Corrupción
En la estación de Atocha me ha pedido una ayuda un hombre de 48 años, con buena presencia, que ya ha visto agotada su cobertura por desempleo. Hemos hablado un rato.
Por las mañanas busca trabajo y por la tarde pide limosna en la estación. Para su desconcierto, la respuesta de muchas de las ofertas a las que aplica es que ya tiene demasiada edad.
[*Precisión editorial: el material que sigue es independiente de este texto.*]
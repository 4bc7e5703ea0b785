//! The Timeline Buffer: a pre-sized array of output words indexed by clock step.
//!
//! The buffer is zeroed at allocation and a zero word means "unwritten". Once a region has been
//! written it is never written again, except that trigger flags may be OR-ed on top of an
//! existing payload. The checks for both rules live here; the [`Sequencer`] decides which
//! regions to check and write.
//!
//! [`Sequencer`]: crate::sequencer::Sequencer

use ndarray::{s, Array1, ArrayView1};

use crate::encoder::Word;
use crate::error::CompileError;

pub struct TimelineBuffer {
    words: Array1<Word>,
}

impl TimelineBuffer {
    /// Allocates `capacity` unwritten words.
    pub fn new(capacity: usize) -> Self {
        Self {
            words: Array1::zeros(capacity),
        }
    }

    pub fn capacity(&self) -> usize {
        self.words.len()
    }

    pub fn word(&self, step: usize) -> Word {
        self.words[step]
    }

    /// Read-only view of `[0, end)`.
    pub fn view(&self, end: usize) -> ArrayView1<Word> {
        self.words.slice(s![..end.min(self.capacity())])
    }

    /// Returns the region of `len` words ending right before `end`, checking its bounds.
    pub fn region_before(&self, end: usize, len: usize) -> Result<(usize, usize), CompileError> {
        if end > self.capacity() {
            return Err(CompileError::BufferOverflow {
                step: end,
                capacity: self.capacity(),
            });
        }
        if len > end {
            return Err(CompileError::RegionUnderflow { step: end, len });
        }
        Ok((end - len, end))
    }

    /// Fails with `WriteCollision` if any word of `[start, end)` has been written.
    pub fn assert_unwritten(&self, start: usize, end: usize) -> Result<(), CompileError> {
        if self.words.slice(s![start..end]).iter().any(|&w| w != 0) {
            return Err(CompileError::WriteCollision {
                step: end,
                start,
                end,
            });
        }
        Ok(())
    }

    /// True if any word of `[start, end)` carries one of the bits in `flag`.
    pub fn any_flagged(&self, start: usize, end: usize, flag: Word) -> bool {
        self.words
            .slice(s![start..end])
            .iter()
            .any(|&w| w & flag != 0)
    }

    /// Overwrites the words starting at `start` with `data`.
    pub fn write(&mut self, start: usize, data: &[Word]) {
        self.words
            .slice_mut(s![start..start + data.len()])
            .assign(&ArrayView1::from(data));
    }

    /// ORs `flag` onto every word of `[start, end)`, keeping their payload.
    pub fn set_flag(&mut self, start: usize, end: usize, flag: Word) {
        self.words
            .slice_mut(s![start..end])
            .map_inplace(|w| *w |= flag);
    }

    pub(crate) fn into_inner(self) -> Array1<Word> {
        self.words
    }
}

#[cfg(test)]
mod tests {
    use super::*;
    use crate::encoder::{EPOCH_TRIGGER, SYNTH_TRIGGER};

    #[test]
    fn regions_are_bounds_checked() {
        let buf = TimelineBuffer::new(10);
        assert_eq!(buf.region_before(10, 4), Ok((6, 10)));
        assert_eq!(buf.region_before(3, 3), Ok((0, 3)));
        assert_eq!(
            buf.region_before(3, 4),
            Err(CompileError::RegionUnderflow { step: 3, len: 4 })
        );
        assert_eq!(
            buf.region_before(11, 1),
            Err(CompileError::BufferOverflow {
                step: 11,
                capacity: 10
            })
        );
    }

    #[test]
    fn written_words_collide() {
        let mut buf = TimelineBuffer::new(10);
        buf.write(4, &[7, 8]);
        assert!(buf.assert_unwritten(0, 4).is_ok());
        assert!(buf.assert_unwritten(6, 10).is_ok());
        assert_eq!(
            buf.assert_unwritten(5, 7),
            Err(CompileError::WriteCollision {
                step: 7,
                start: 5,
                end: 7
            })
        );
        // Empty regions never collide
        assert!(buf.assert_unwritten(5, 5).is_ok());
    }

    #[test]
    fn flags_keep_payload() {
        let mut buf = TimelineBuffer::new(8);
        buf.write(2, &[0x1234, 0x5678]);
        buf.set_flag(1, 4, SYNTH_TRIGGER);
        assert_eq!(buf.word(1), SYNTH_TRIGGER);
        assert_eq!(buf.word(2), 0x1234 | SYNTH_TRIGGER);
        assert_eq!(buf.word(3), 0x5678 | SYNTH_TRIGGER);
        assert_eq!(buf.word(4), 0);
        assert!(buf.any_flagged(0, 2, SYNTH_TRIGGER));
        assert!(!buf.any_flagged(0, 8, EPOCH_TRIGGER));
        assert_eq!(buf.view(3).to_vec(), vec![0, SYNTH_TRIGGER, 0x1234 | SYNTH_TRIGGER]);
    }
}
Se lamentaba de la pasividad de nuestra sociedad ante la corrupción y de la avaricia desmedida de algunos por acumular dinero y sacarlo a Suiza impunemente.
Si yo le contara…
No hace mucho fui consciente, como en pocas ocasiones, de la gravedad moral de la corrupción. Incomprensiblemente, personas con trabajo, estudios y posición social destacada, se corrompen y corrompen a otros con tal de llegar a acumular cosas que en el fondo no necesitan.
Y duele especialmente saber que quienes tienen la obligación de parar la corrupción, no se atreven y se hacen cómplices de la inmoralidad. Es como ser diagnosticado de cáncer y renunciar a someterse a tratamiento.
La corrupción tiene cura. Exige extirpar el mal para sanar al resto. Necesitamos encontrar al cirujano adecuado y dejarle actuar.
Nadie es inmune. La avaricia y el poder forma parte de nuestra naturaleza. Quizás con el paso de nuevas generaciones, con una educación de base… Aunque es como lo del hijo, a quien se aconseja no pegar en el colegio y vuelve a casa siempre con golpes, hasta que se le sugieren dos o tres técnicas de defensa-ataque y ese día vuelve emocionado y dice: ¿cómo no me lo enseñaste antes?